### Brief:
The required output is the exact run of lines below that opens at the line with "let _ = self.events.send(DeliveryEvent::Failed" and closes at the line with "to append delivery".

═══ Data excerpts

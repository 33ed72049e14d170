use thiserror::Error;

/// Failure to parse one of the shared vocabulary types from text.
#[derive(Debug, Clone, Error, PartialEq, Eq)]
pub enum ParseError {
    #[error("Unknown template kind: {0}")]
    TemplateKind(String),

    #[error("Unknown queue status: {0}")]
    QueueStatus(String),

    #[error("Unknown recipient status: {0}")]
    RecipientStatus(String),

    #[error("Unknown cadence: {0}")]
    Cadence(String),

    #[error("Invalid identifier '{value}': {reason}")]
    Identifier { value: String, reason: String },
}
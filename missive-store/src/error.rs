//! Error types for the missive-store crate.

use std::io;

use missive_common::QueueItemId;
use thiserror::Error;

#[derive(Debug, Error)]
pub enum StoreError {
    /// I/O failed while reading or writing a snapshot.
    #[error("I/O error: {0}")]
    Io(#[from] io::Error),

    #[error("Serialization error: {0}")]
    Serialization(#[from] SerializationError),

    #[error("Queue item not found: {0}")]
    NotFound(QueueItemId),

    #[error("Queue item already exists: {0}")]
    AlreadyExists(QueueItemId),

    /// Internal error (lock poisoning, etc.).
    #[error("Internal error: {0}")]
    Internal(String),
}

#[derive(Debug, Error)]
pub enum SerializationError {
    #[error("Bincode encode error: {0}")]
    Encode(#[from] bincode::error::EncodeError),

    #[error("Bincode decode error: {0}")]
    Decode(#[from] bincode::error::DecodeError),

    /// Snapshot was written by an incompatible format version.
    #[error("Unsupported snapshot version {found} (expected {expected})")]
    Version { found: u32, expected: u32 },
}

pub type Result<T> = std::result::Result<T, StoreError>;

impl<T> From<std::sync::PoisonError<T>> for StoreError {
    fn from(e: std::sync::PoisonError<T>) -> Self {
        Self::Internal(format!("Lock poisoned: {e}"))
    }
}

impl From<bincode::error::EncodeError> for StoreError {
    fn from(e: bincode::error::EncodeError) -> Self {
        Self::Serialization(SerializationError::Encode(e))
    }
}

impl From<bincode::error::DecodeError> for StoreError {
    fn from(e: bincode::error::DecodeError) -> Self {
        Self::Serialization(SerializationError::Decode(e))
    }
}
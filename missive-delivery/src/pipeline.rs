//! The per-item send pipeline.
//!
//! Runs one claimed item from eligibility through transport and records
//! the outcome. Nothing in here returns an error to the caller: every
//! failure is written against the item so one bad job never stops a tick.

use std::{sync::Arc, time::Instant};

use missive_common::{audit, internal};
use missive_store::{BounceKind, DeliveryLogEntry, DeliveryOutcome, QueueItem};
use tokio::sync::broadcast;

use crate::{
    DeliveryError, DeliveryEvent,
    bounce::BounceHandler,
    queue::{EmailQueue, FailureOutcome},
    recipient::{RecipientCache, RecipientDirectory, check_eligibility, deliverable_address},
    tracking::Tracker,
    transport::{MailTransport, OutgoingMessage},
};

const EVENT_CAPACITY: usize = 256;

#[derive(Debug, Clone)]
pub struct SendPipeline {
    queue: EmailQueue,
    directory: Arc<dyn RecipientDirectory>,
    transport: Arc<dyn MailTransport>,
    tracker: Arc<Tracker>,
    bounces: BounceHandler,
    from_address: String,
    events: broadcast::Sender<DeliveryEvent>,
}

impl SendPipeline {
    pub fn new(
        queue: EmailQueue,
        directory: Arc<dyn RecipientDirectory>,
        transport: Arc<dyn MailTransport>,
        tracker: Arc<Tracker>,
        bounces: BounceHandler,
        from_address: String,
    ) -> Self {
        let (events, _) = broadcast::channel(EVENT_CAPACITY);
        Self {
            queue,
            directory,
            transport,
            tracker,
            bounces,
            from_address,
            events,
        }
    }

    /// Outcome notifications for every item that leaves the pipeline.
    #[must_use]
    pub fn subscribe(&self) -> broadcast::Receiver<DeliveryEvent> {
        self.events.subscribe()
    }

    /// Send one claimed item. `true` when the item was delivered, or
    /// deliberately swallowed in demo mode.
    #[tracing::instrument(level = "debug", skip_all, fields(item = %item.id))]
    pub async fn send(&self, item: &QueueItem, cache: &mut RecipientCache) -> bool {
        match self.try_send(item, cache).await {
            Ok(sent) => sent,
            Err(e) => {
                tracing::error!(item = %item.id, "Send pipeline error: {e}");
                self.fail(item, &e.to_string(), false).await;
                false
            }
        }
    }

    async fn try_send(
        &self,
        item: &QueueItem,
        cache: &mut RecipientCache,
    ) -> Result<bool, DeliveryError> {
        let flags = self.queue.flags();

        if !flags.sending_enabled() {
            self.cancel(item, "sending disabled").await?;
            return Ok(false);
        }

        if flags.pause_all() {
            internal!(level = DEBUG, "Pause-all set, leaving {} untouched", item.id);
            return Ok(false);
        }

        let Some(recipient) = cache.get(self.directory.as_ref(), item.recipient_id).await? else {
            self.fail(item, &format!("recipient {} not found", item.recipient_id), false)
                .await;
            return Ok(false);
        };

        if let Err(reason) = check_eligibility(item.template_kind, &recipient) {
            self.fail(item, &reason, false).await;
            return Ok(false);
        }

        let Some(address) = deliverable_address(&recipient) else {
            self.fail(item, "no deliverable address", false).await;
            return Ok(false);
        };

        if flags.demo_mode() {
            self.cancel(item, "demo mode").await?;
            return Ok(true);
        }

        let html_body = match self.tracker.instrument(&item.body, item).await {
            Ok(body) => body,
            Err(e) => {
                tracing::warn!(item = %item.id, "Tracking instrumentation failed, sending plain body: {e}");
                item.body.clone()
            }
        };

        let message = OutgoingMessage {
            item_id: item.id,
            from: self.from_address.clone(),
            to: address,
            subject: item.subject.clone(),
            html_body,
        };

        audit::log_send_attempt(
            &item.id.to_string(),
            &message.to,
            item.attempts.saturating_add(1),
        );
        let started = Instant::now();

        match self.transport.send(&message).await {
            Ok(()) => {
                if !self.queue.mark_sent(&item.id).await? {
                    internal!(
                        level = WARN,
                        "Item {} changed state while sending, delivered anyway",
                        item.id
                    );
                }

                audit::log_send_success(
                    &item.id.to_string(),
                    &message.to,
                    started.elapsed().as_millis(),
                );
                self.log_outcome(item, DeliveryOutcome::Sent, None).await;
                let _ = self.events.send(DeliveryEvent::Sent {
                    item_id: item.id,
                    recipient_id: item.recipient_id,
                    template_kind: item.template_kind,
                });

                Ok(true)
            }
            Err(e) => {
                let permanent = e.is_permanent();
                self.fail(item, &e.to_string(), permanent).await;
                Ok(false)
            }
        }
    }

    async fn cancel(&self, item: &QueueItem, reason: &str) -> Result<(), DeliveryError> {
        self.queue.mark_cancelled(&item.id, reason).await?;
        self.log_outcome(item, DeliveryOutcome::Cancelled, Some(reason))
            .await;
        let _ = self.events.send(DeliveryEvent::Cancelled {
            item_id: item.id,
            reason: reason.to_string(),
        });
        Ok(())
    }

    /// Route a failure through the retry path. Store errors here are only
    /// logged; stuck recovery picks the item up again.
    async fn fail(&self, item: &QueueItem, reason: &str, hard_bounce: bool) {
        let outcome = match self.queue.mark_failed(&item.id, reason).await {
            Ok(outcome) => outcome,
            Err(e) => {
                tracing::error!(item = %item.id, "Failed to record failure ({reason}): {e}");
                return;
            }
        };

        if outcome == FailureOutcome::Skipped {
            return;
        }

        self.log_outcome(item, DeliveryOutcome::Failed, Some(reason))
            .await;

        if hard_bounce
            && let Err(e) = self
                .bounces
                .record(item.recipient_id, BounceKind::Hard, reason)
                .await
        {
            tracing::error!(recipient = %item.recipient_id, "Failed to record bounce: {e}");
        }

        let _ = self.events.send(DeliveryEvent::Failed {
            item_id: item.id,
            recipient_id: item.recipient_id,
            error: reason.to_string(),
            dead_lettered: matches!(outcome, FailureOutcome::DeadLettered { .. }),
        });
    }

    async fn log_outcome(&self, item: &QueueItem, outcome: DeliveryOutcome, error: Option<&str>) {
        let entry = DeliveryLogEntry {
            item_id: item.id,
            recipient_id: item.recipient_id,
            content_ids: item.content_ids(),
            campaign_id: item.campaign_id,
            template_kind: item.template_kind,
            outcome,
            error: error.map(str::to_string),
            logged_at: self.queue.clock().now(),
        };

        if let Err(e) = self.queue.store().append_delivery_log(&entry).await {
            tracing::error!(item = %item.id, "Failed to append delivery log: {e}");
        }
    }
}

══════

### Answer to this exercise:
        let _ = self.events.send(DeliveryEvent::Failed {
            item_id: item.id,
            recipient_id: item.recipient_id,
            error: reason.to_string(),
            dead_lettered: matches!(outcome, FailureOutcome::DeadLettered { .. }),
        });
    }

    async fn log_outcome(&self, item: &QueueItem, outcome: DeliveryOutcome, error: Option<&str>) {
        let entry = DeliveryLogEntry {
            item_id: item.id,
            recipient_id: item.recipient_id,
            content_ids: item.content_ids(),
            campaign_id: item.campaign_id,
            template_kind: item.template_kind,
            outcome,
            error: error.map(str::to_string),
            logged_at: self.queue.clock().now(),
        };

        if let Err(e) = self.queue.store().append_delivery_log(&entry).await {
            tracing::error!(item = %item.id, "Failed to append delivery log: {e}");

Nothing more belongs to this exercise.